The original publication of the Bradford Reagent protocol was done in an article Analytical Biochemistry. The protocol underwent refined modification that made it more useful especially for membrane-bound proteins. The modifications were published in the same journal article in the preceding years. The Bradford protein assay is a very convenient method of determining the concentration of proteins (David W. Burden, 2012, p.212). It supplies the dye reagent used in the estimation of the protein concentration at 1x concentrations well as two protein assay standards at prediluted concentrations of seven.
The seven prediluted standards are efficiently packaged in screwcap vials of volume 2ml. The packaging reduces and eliminates any form of wasteful sharp ampoules. The packaging also ensures the protein is stable over the product's shelf life. Bradford Protein Assay measures the concentration of proteins in a food sample by adding Coomassie dye to the food sample under acidic conditions. A colour change from brown to blue is noted when proteins in the food sample bind with the Coomassie dye. The concentration or level of the blue colour can be determined using spectrophotometer hence determining the protein concentration in the food sample (Copeland, 2013, p.251).
Among the advantage of Bradford Protein Assay are the few steps involved, no need of heating as well as its ability to provide a calorimetric response of greater stability. The response of Bradford Protein Assay method is affected by non-protein sources. It tends to be more nonlinear towards the greatest concentration of protein range (Freshney, 2011, p.266). The response of this method is also affected by proteins changes with a change in the composition of the protein being tested. Due to these limitations, there is need to standardize the solutions of proteins to achieve results that are more accurate.
The amount of light absorbed by a sample is measured by the use of a spectrophotometer. This instrument concentrates a beam through a sample thereby taking measurements of the light intensity that reaches the detector (Blankenship, 2012, p.118). The beam of light is composed of a stream of photons, which are absorbed by an analyte molecule when they come across each other. The intensity of the light beam is reduced as more photons are absorbed by the analyte material during encounters.
The objective of this experiment is to find the concentration of the unknown solution of protein and draw the standard curve by plotting the 620 nm against a reagent blank.
The procedure used in the determination of the presence of protein using Bradford Protein Assay for the case of this particular experiment was slightly altered with some of the steps skipped, and others changed to suit the nature of the experiment. The method used was as shown below
Table 1 shows the absorption levels for the two attempts of the experiment and the mean absorption of DCIP at different percentage concentrations when diluted.

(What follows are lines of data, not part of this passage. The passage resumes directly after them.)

//! Rows returned by store queries, already un-reversed and ready to
//! serialize.

use serde::{Deserialize, Serialize};

use super::Which;

/// One row of the tuples relation. `first`/`last` are rendered as the
/// backend stores them (unix seconds for the reference backends).
#[derive(Debug, Clone, PartialEq, Eq, Serialize, Deserialize)]
pub struct TupleRow {
    pub query: String,
    #[serde(rename = "type")]
    pub qtype: String,
    pub answer: String,
    pub ttl: i64,
    pub count: u64,
    pub first: i64,
    pub last: i64,
}

/// One row of the individuals relation.
#[derive(Debug, Clone, PartialEq, Eq, Serialize, Deserialize)]
pub struct IndividualRow {
    pub value: String,
    pub which: Which,
    pub count: u64,
    pub first: i64,
    pub last: i64,
}

#[cfg(test)]
mod tests {
    use super::*;

    #[test]
    fn tuple_row_json_shape() {
        let row = TupleRow {
            query: "www.example.com".into(),
            qtype: "A".into(),
            answer: "1.2.3.4".into(),
            ttl: 300,
            count: 1,
            first: 10,
            last: 10,
        };
        assert_eq!(
            serde_json::to_string(&row).unwrap(),
            r#"{"query":"www.example.com","type":"A","answer":"1.2.3.4","ttl":300,"count":1,"first":10,"last":10}"#
        );
    }

    #[test]
    fn individual_row_json_shape() {
        let row = IndividualRow {
            value: "1.2.3.4".into(),
            which: Which::Answer,
            count: 2,
            first: 10,
            last: 20,
        };
        assert_eq!(
            serde_json::to_string(&row).unwrap(),
            r#"{"value":"1.2.3.4","which":"A","count":2,"first":10,"last":20}"#
        );
    }
}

The graphical illustration of the tabular results is as shown in the line graph below. A line of best fit was obtained when the results were plotted on a graph.
Bradford Protein Assay is a colorimetric protein assay, which is dependent on the absorbance shift in Coomassie dye. It is expected in this test that the Coomassie dye shifts the colour from brown to blue to illustrative the presence of proteins in a sample solution. The blue colour change results from the binding of the dye present in the sample solution (Bisswanger, 2013, p.122). Two types of interactions of bonds are observed during the formation of this complex compound. The first interaction is the donation of a free proton by the brown/red Coomassie dye. The dye donates its proton to the ionizable group that is on the protein and such a donation results into a disruption of the native state of the protein thereby leading to the exposure of its hydrophobic pockets. The exposed pockets, which are on the tertiary structure of the protein non-covalently, bind to the region of the dye that is not polar by Van der Waals forces. In so doing, the favourable amino group of the protein is brought close to the negative charge of the dye (Ganapathy-Kanniappan, 2018, p.351). The ionic interaction between the amino group and the dye is made stronger by ionic interaction between them. Through binding of the protein, the blue form of Coomassie dye achieves stability hence the quantity of complex available in the solution is determined by the concentration of the protein using the reading of the absorbance.
Fig.1. Structure of Coomassie Brilliant Blue
The extinction coefficient remains constant for the complex solution of the dye and protein for over 10 times the range of concentration (Becker, 2012, p.148). This makes Bradford protein assay very useful. The concentration-absorbance curve can be changed depending on hydrophobic or arginine amino acids percentage in each of the proteins. This is because Bradford protein assay takes measures of the number of residues of arginine or hydrophobic amino acids. This leads to the need of a standard having a protein having protein proximity to the measured protein in the composition. An example of such standards is Bovine Serum Albumin (BSA). The dye reagent is found to react more with residues of arginine, and the rate of reaction is found to be lowered with residues of tryptophan, lysine, phenylalanine, tyrosine and histidine. The accuracy of the assay is considerably lower when measuring basic or acidic proteins (Hock, 2015, p.215). The sensitivity of Bradford to BSA is relatively higher than with average proteins by approximately a factor of two. 1 M NaOH is added to facilitate solubility of the protein membranes and also reduce the variations in the yield of colour between a protein and another protein. Immunoglobin is the most preferred standard of protein.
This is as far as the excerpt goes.